→ **Problem description**: State how many lines of the listing below include the word "Output". Give only the number.

→ **Extracted entries**:
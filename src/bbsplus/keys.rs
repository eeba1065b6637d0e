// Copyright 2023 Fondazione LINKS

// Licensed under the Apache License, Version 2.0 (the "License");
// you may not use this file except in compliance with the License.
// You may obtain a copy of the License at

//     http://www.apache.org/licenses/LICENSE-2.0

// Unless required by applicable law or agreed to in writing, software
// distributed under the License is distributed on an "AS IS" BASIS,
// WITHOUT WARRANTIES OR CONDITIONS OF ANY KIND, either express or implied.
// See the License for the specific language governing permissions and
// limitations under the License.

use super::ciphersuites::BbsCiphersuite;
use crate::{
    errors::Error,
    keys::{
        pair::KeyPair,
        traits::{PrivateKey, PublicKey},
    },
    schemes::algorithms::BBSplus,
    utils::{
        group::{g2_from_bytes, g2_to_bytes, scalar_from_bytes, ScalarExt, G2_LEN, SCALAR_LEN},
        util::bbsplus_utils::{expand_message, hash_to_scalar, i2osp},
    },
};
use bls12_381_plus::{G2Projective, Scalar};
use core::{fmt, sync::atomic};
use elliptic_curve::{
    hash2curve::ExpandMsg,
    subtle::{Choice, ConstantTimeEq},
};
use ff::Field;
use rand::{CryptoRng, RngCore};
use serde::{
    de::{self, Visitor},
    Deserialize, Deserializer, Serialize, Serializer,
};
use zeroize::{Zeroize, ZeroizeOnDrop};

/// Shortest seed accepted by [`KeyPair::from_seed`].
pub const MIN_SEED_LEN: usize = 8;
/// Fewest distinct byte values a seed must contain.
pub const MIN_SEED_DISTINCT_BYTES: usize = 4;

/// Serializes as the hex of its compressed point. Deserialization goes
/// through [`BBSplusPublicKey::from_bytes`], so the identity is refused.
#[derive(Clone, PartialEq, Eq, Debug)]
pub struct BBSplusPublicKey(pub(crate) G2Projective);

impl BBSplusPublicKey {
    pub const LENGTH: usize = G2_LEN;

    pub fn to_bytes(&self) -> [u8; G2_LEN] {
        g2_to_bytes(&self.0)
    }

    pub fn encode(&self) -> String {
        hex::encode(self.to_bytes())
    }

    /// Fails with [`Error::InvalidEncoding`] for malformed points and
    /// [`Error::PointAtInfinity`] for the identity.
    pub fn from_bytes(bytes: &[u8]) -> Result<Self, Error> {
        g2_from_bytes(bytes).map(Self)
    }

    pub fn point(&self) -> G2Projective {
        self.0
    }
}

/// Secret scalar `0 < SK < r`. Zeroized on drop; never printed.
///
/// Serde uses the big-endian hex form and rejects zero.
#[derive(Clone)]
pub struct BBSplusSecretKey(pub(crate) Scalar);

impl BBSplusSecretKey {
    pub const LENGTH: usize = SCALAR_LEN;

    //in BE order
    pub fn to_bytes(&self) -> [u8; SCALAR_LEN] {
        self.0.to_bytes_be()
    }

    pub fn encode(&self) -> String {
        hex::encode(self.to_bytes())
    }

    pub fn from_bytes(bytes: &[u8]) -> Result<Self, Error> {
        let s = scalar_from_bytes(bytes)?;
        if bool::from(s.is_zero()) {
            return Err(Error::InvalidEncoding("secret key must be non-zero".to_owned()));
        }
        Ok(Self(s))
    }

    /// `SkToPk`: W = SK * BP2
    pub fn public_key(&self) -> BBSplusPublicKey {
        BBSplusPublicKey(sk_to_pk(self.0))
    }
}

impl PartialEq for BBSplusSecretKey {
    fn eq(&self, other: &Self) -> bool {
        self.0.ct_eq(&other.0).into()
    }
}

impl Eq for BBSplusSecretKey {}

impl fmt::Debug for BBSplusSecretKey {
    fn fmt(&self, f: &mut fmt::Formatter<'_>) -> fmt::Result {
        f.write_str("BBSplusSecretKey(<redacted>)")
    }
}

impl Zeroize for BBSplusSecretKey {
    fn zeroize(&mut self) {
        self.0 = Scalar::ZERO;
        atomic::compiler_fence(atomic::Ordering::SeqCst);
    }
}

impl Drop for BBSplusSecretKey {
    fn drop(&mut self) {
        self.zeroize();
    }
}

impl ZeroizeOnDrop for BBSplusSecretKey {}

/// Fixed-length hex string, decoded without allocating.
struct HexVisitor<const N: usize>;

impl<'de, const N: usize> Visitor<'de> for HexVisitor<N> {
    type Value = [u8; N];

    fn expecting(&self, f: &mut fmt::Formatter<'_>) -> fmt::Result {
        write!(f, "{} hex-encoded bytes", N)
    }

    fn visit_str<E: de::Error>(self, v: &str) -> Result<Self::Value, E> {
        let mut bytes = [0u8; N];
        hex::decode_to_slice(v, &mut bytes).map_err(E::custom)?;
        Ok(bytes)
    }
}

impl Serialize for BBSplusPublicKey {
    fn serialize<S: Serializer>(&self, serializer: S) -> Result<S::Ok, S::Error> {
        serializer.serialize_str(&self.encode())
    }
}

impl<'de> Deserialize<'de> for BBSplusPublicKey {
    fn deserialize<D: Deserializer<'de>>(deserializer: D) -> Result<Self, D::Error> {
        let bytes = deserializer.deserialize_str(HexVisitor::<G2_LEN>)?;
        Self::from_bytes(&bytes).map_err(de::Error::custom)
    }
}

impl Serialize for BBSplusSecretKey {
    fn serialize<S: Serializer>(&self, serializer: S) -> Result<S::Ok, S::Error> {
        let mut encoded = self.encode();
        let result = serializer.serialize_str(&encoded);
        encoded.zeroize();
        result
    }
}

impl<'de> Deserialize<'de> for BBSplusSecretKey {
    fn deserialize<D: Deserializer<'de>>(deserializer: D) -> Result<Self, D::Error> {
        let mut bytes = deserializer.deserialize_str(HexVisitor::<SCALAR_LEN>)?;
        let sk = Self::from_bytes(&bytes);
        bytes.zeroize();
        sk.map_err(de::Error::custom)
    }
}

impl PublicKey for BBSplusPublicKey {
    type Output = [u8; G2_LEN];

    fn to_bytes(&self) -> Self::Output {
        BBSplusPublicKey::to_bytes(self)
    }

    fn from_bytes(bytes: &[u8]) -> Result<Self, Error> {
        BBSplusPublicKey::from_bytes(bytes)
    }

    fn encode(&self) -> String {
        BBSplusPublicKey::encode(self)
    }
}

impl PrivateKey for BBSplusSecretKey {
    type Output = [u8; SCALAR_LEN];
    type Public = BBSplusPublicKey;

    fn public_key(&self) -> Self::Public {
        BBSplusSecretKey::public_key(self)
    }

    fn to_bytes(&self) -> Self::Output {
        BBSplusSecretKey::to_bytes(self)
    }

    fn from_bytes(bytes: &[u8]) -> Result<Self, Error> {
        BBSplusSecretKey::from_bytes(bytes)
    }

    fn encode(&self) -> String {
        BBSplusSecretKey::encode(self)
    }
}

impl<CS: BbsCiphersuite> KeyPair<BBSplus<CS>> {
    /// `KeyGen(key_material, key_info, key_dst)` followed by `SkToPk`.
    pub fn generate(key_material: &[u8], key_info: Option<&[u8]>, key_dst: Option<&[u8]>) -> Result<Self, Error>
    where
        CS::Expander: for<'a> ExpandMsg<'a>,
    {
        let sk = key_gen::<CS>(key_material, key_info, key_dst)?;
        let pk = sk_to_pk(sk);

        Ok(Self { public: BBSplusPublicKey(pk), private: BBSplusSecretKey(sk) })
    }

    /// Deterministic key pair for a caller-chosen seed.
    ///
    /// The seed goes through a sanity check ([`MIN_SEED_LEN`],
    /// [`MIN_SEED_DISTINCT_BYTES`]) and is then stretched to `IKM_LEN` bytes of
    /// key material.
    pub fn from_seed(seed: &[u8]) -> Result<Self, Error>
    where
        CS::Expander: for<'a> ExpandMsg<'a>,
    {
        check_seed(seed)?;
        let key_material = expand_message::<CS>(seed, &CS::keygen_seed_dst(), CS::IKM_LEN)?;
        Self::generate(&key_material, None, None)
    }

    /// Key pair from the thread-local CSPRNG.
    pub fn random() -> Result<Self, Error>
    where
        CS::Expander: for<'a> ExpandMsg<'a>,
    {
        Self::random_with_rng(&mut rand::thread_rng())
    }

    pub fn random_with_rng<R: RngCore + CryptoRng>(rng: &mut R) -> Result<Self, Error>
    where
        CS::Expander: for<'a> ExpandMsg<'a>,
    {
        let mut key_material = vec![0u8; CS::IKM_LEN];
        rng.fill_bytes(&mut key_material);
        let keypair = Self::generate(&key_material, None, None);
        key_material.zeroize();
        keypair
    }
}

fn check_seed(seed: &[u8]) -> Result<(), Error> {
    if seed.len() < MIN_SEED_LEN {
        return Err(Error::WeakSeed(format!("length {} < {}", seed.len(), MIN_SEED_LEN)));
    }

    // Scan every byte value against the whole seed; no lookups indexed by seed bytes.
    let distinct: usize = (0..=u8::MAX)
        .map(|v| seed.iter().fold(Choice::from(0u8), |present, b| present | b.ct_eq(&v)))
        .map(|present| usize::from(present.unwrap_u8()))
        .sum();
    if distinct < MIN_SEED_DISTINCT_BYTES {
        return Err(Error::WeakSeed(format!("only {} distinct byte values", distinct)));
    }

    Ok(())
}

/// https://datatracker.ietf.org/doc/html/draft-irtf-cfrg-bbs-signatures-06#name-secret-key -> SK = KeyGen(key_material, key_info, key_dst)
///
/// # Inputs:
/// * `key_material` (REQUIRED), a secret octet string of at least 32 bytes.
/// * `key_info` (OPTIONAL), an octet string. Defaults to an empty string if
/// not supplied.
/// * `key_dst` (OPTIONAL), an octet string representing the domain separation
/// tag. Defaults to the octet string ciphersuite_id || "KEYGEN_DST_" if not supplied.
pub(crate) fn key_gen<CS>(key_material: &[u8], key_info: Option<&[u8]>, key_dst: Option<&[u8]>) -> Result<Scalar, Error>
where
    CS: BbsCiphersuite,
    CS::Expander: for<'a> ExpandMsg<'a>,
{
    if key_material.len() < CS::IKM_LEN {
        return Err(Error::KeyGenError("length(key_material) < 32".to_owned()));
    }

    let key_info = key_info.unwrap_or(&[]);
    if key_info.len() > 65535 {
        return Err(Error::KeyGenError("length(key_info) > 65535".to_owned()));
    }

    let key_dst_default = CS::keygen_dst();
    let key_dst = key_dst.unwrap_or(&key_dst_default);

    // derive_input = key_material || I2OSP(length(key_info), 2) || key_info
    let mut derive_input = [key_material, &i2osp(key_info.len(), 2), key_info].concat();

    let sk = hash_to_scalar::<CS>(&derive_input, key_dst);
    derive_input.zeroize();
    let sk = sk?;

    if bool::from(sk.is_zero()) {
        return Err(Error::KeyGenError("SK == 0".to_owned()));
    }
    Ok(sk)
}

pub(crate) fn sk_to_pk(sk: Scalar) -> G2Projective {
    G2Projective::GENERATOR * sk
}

→ **Solution below**: 4